I know that you, like I, take seriously St. Paul’s affirmation in his Epistle to the Galatians (Gal. 3:28-29) that “there is no longer Jew or Greek, there is no longer slave or free, there is no longer male and female; for all of you are one in Christ Jesus. And if you belong to Christ, then you are Abraham’s offspring, heirs according to the promise.” Are LGBTQ people not also heirs of Christ’s promise, Your Grace? I came to the Episcopal Church in 2004 after having wandered for twenty years in a spiritual wilderness following a traumatic departure from the Judaism of my upbringing. I fell in love with the Anglican form of Christianity, because I witnessed in Holy Scripture and experienced in the embodied life of the Church a Jesus who loved and fully included the poor, the marginalized, and the rejected without any qualification and in defiance of the religious and civil authorities of his time. And I fell so in love with Jesus that I have dedicated my life to him as a priest.

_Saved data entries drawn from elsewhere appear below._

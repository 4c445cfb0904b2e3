use crate::classify::{classify_key, KeyClass, NumericKey};
use crate::locator::find_capture_objects;
use serde::{Deserialize, Serialize};
use serde_json::Value;
use std::collections::BTreeSet;
use std::path::Path;

/// Path label for the document root
pub const ROOT_LABEL: &str = "root";

/// An invalid key found in a capture object
#[derive(Debug, Clone, PartialEq, Eq, Serialize)]
pub struct Violation {
    pub location: String,
    pub invalid_key: String,
    /// Every key of the containing capture object, in document order
    pub all_keys: Vec<String>,
}

/// Outcome of analysing one grammar file
#[derive(Debug, Clone, Default, PartialEq, Serialize)]
pub struct FileResult {
    pub captures_found: usize,
    pub numeric_keys: BTreeSet<NumericKey>,
    pub special_keys: BTreeSet<String>,
    pub violations: Vec<Violation>,
    #[serde(skip_serializing_if = "Option::is_none")]
    pub error: Option<String>,
}

impl FileResult {
    fn failed(message: String) -> Self {
        FileResult {
            error: Some(message),
            ..FileResult::default()
        }
    }

    pub fn is_error(&self) -> bool {
        self.error.is_some()
    }

    pub fn has_violations(&self) -> bool {
        !self.violations.is_empty()
    }
}

/// Analyse the grammar file at `path`.
///
/// Read and parse failures are recorded in [`FileResult::error`] rather than
/// returned, so one broken file never stops a scan.
pub fn analyze_file(path: &Path) -> FileResult {
    log::debug!("Analysing {}", path.display());
    match std::fs::read_to_string(path) {
        Ok(content) => analyze_str(&path.display().to_string(), &content),
        Err(e) => FileResult::failed(format!("Failed to parse JSON: {e}")),
    }
}

/// Analyse grammar source text. `source` names the document in log output.
pub fn analyze_str(source: &str, content: &str) -> FileResult {
    match parse_document(content) {
        Ok(document) => analyze_value(source, &document),
        Err(e) => FileResult::failed(format!("Failed to parse JSON: {e}")),
    }
}

/// Parse JSON without serde_json's nesting limit. The stack grows on demand
/// while deserializing, so deeply nested grammars parse like any other.
pub fn parse_document(content: &str) -> serde_json::Result<Value> {
    let mut deserializer = serde_json::Deserializer::from_str(content);
    deserializer.disable_recursion_limit();
    let value = Value::deserialize(serde_stacker::Deserializer::new(&mut deserializer))?;
    deserializer.end()?;
    Ok(value)
}

/// Analyse an already parsed grammar document.
pub fn analyze_value(source: &str, document: &Value) -> FileResult {
    let captures = find_capture_objects(document, ROOT_LABEL);
    let mut result = FileResult {
        captures_found: captures.len(),
        ..FileResult::default()
    };

    for capture in &captures {
        for key in capture.object.keys() {
            match classify_key(key) {
                KeyClass::Numeric => {
                    if let Some(numeric) = NumericKey::new(key) {
                        result.numeric_keys.insert(numeric);
                    }
                }
                KeyClass::Special => {
                    log::info!("Special capture key '{key}' in {source}");
                    result.special_keys.insert(key.clone());
                }
                KeyClass::Invalid => result.violations.push(Violation {
                    location: capture.path.clone(),
                    invalid_key: key.clone(),
                    all_keys: capture.keys(),
                }),
            }
        }
    }

    result
}
pub mod analysis;
pub mod classify;
pub mod error;
pub mod locator;
pub mod report;
pub mod scan;
pub mod summary;

pub use analysis::{analyze_file, analyze_str, FileResult, Violation};
pub use classify::{classify_key, KeyClass, NumericKey};
pub use error::{Result, TmCapsError};
pub use locator::{find_capture_objects, CaptureLocation};
pub use scan::{verify_directory, DEFAULT_GRAMMAR_DIR};
pub use summary::Summary;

The Sunday lectionary recently included the Sermon on the Plain from the Gospel of Luke, in which Our Lord says, “blessed are you when people hate you, and when they exclude you, revile you, and defame you on account of the Son of Man. Rejoice in that day and leap for joy, for surely your reward is great in heaven; for that is what their ancestors did to the prophets” (Lk 6:22-23). Our Lord did not judge us worthy of being hated, excluded, or reviled. Must we wait for heaven to see our Lord’s promise of inclusion fulfilled? Are we to be bullied, as the prophets were, by people who are ignorant and frightened by the ongoing revelation of God’s truth, as Our Lord said in the Gospel of John:

“I still have many things to say to you, but you cannot bear them now. When the Spirit of truth comes, he will guide you into all the truth; for he will not speak on his own, but will speak whatever he hears, and he will declare to you the things that are to come” (John 16:12-13).

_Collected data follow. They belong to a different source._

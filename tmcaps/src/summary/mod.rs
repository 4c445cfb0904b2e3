use crate::analysis::FileResult;
use crate::classify::NumericKey;
use serde::Serialize;
use std::collections::BTreeSet;

/// A file whose capture objects contain at least one invalid key
#[derive(Debug, Clone, PartialEq, Serialize)]
pub struct FlaggedFile {
    pub name: String,
    pub result: FileResult,
}

/// A file that could not be read or parsed
#[derive(Debug, Clone, PartialEq, Eq, Serialize)]
pub struct FailedFile {
    pub name: String,
    pub error: String,
}

/// Totals across every analysed grammar file.
///
/// Built by folding one [`FileResult`] at a time through [`Summary::record`].
#[derive(Debug, Clone, Default, PartialEq, Serialize)]
pub struct Summary {
    pub files_analyzed: usize,
    pub total_captures: usize,
    pub total_violations: usize,
    pub numeric_keys: BTreeSet<NumericKey>,
    pub special_keys: BTreeSet<String>,
    pub files_with_violations: Vec<FlaggedFile>,
    pub failed_files: Vec<FailedFile>,
}

impl Summary {
    pub fn new() -> Self {
        Self::default()
    }

    /// Fold one file's result into the totals.
    ///
    /// A file that failed to parse is counted as analysed but contributes no
    /// captures, keys or violations.
    pub fn record(&mut self, name: &str, result: FileResult) {
        self.files_analyzed += 1;

        if let Some(error) = &result.error {
            self.failed_files.push(FailedFile {
                name: name.to_string(),
                error: error.clone(),
            });
            return;
        }

        self.total_captures += result.captures_found;
        self.total_violations += result.violations.len();
        self.numeric_keys.extend(result.numeric_keys.iter().cloned());
        self.special_keys.extend(result.special_keys.iter().cloned());

        if result.has_violations() {
            self.files_with_violations.push(FlaggedFile {
                name: name.to_string(),
                result,
            });
        }
    }

    /// True when no invalid capture key was found anywhere
    pub fn passed(&self) -> bool {
        self.total_violations == 0
    }

    pub fn exit_code(&self) -> i32 {
        if self.passed() {
            0
        } else {
            1
        }
    }

    /// Smallest and largest numeric key seen, by integer value.
    pub fn numeric_range(&self) -> Option<(&NumericKey, &NumericKey)> {
        let min = self.numeric_keys.first()?;
        let max = self.numeric_keys.last()?;
        Some((min, max))
    }
}

#[cfg(test)]
mod tests {
    use super::*;
    use crate::analysis::analyze_str;
    use pretty_assertions::assert_eq;

    #[test]
    fn test_empty_summary_passes() {
        let summary = Summary::new();
        assert!(summary.passed());
        assert_eq!(summary.exit_code(), 0);
        assert!(summary.numeric_range().is_none());
    }

    #[test]
    fn test_record_clean_files() {
        let mut summary = Summary::new();
        summary.record("a.json", analyze_str("a.json", r#"{ "captures": { "1": {}, "comment": "" } }"#));
        summary.record("b.json", analyze_str("b.json", r#"{ "patterns": [{ "captures": { "10": {} } }, { "captures": { "2": {} } }] }"#));

        assert_eq!(summary.files_analyzed, 2);
        assert_eq!(summary.total_captures, 3);
        assert_eq!(summary.total_violations, 0);
        assert_eq!(
            summary.numeric_keys.iter().map(NumericKey::as_str).collect::<Vec<_>>(),
            vec!["1", "2", "10"]
        );
        assert_eq!(summary.special_keys.iter().collect::<Vec<_>>(), vec!["comment"]);
        assert!(summary.files_with_violations.is_empty());
        assert_eq!(summary.exit_code(), 0);

        let (min, max) = summary.numeric_range().unwrap();
        assert_eq!((min.normalized(), max.normalized()), ("1", "10"));
    }

    #[test]
    fn test_single_violation_flips_exit_code() {
        let mut summary = Summary::new();
        summary.record("a.json", analyze_str("a.json", r#"{ "captures": { "1": {} } }"#));
        assert_eq!(summary.exit_code(), 0);

        summary.record("b.json", analyze_str("b.json", r#"{ "endCaptures": { "oops": {} } }"#));
        assert!(!summary.passed());
        assert_eq!(summary.exit_code(), 1);
        assert_eq!(summary.total_violations, 1);
        assert_eq!(summary.files_with_violations.len(), 1);
        assert_eq!(summary.files_with_violations[0].name, "b.json");
        assert_eq!(
            summary.files_with_violations[0].result.violations[0].invalid_key,
            "oops"
        );
    }

    #[test]
    fn test_failed_file_counted_but_not_aggregated() {
        let mut summary = Summary::new();
        summary.record("bad.json", analyze_str("bad.json", "not json"));
        summary.record("good.json", analyze_str("good.json", r#"{ "captures": { "0": {} } }"#));

        assert_eq!(summary.files_analyzed, 2);
        assert_eq!(summary.total_captures, 1);
        assert_eq!(summary.failed_files.len(), 1);
        assert_eq!(summary.failed_files[0].name, "bad.json");
        assert!(summary.passed());
    }
}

God is speaking to the world; but many do not want to listen. As the spiritual head of the world’s 85 million Anglicans and Episcopalians, Your Grace, please guide me: what am I to tell my flock? When the chips are down, and we have to choose what is just and what is expedient, how am I supposed to defend the Anglican Communion? Must I tell my LGBTQ folks that Cantuar believes them to be expendable, or will I be able to say with pride that you and other Anglican leaders stood up for them? I hold out the deepest hope that you will take a courageous stand and echo the resolute words of the Most Rev’d Edmond Lee Browning, 24th Presiding Bishop and Primate of the Episcopal Church, who said “I want to be very clear – this church of ours is open to all – there will be no outcasts – the convictions and hopes of all will be honored.”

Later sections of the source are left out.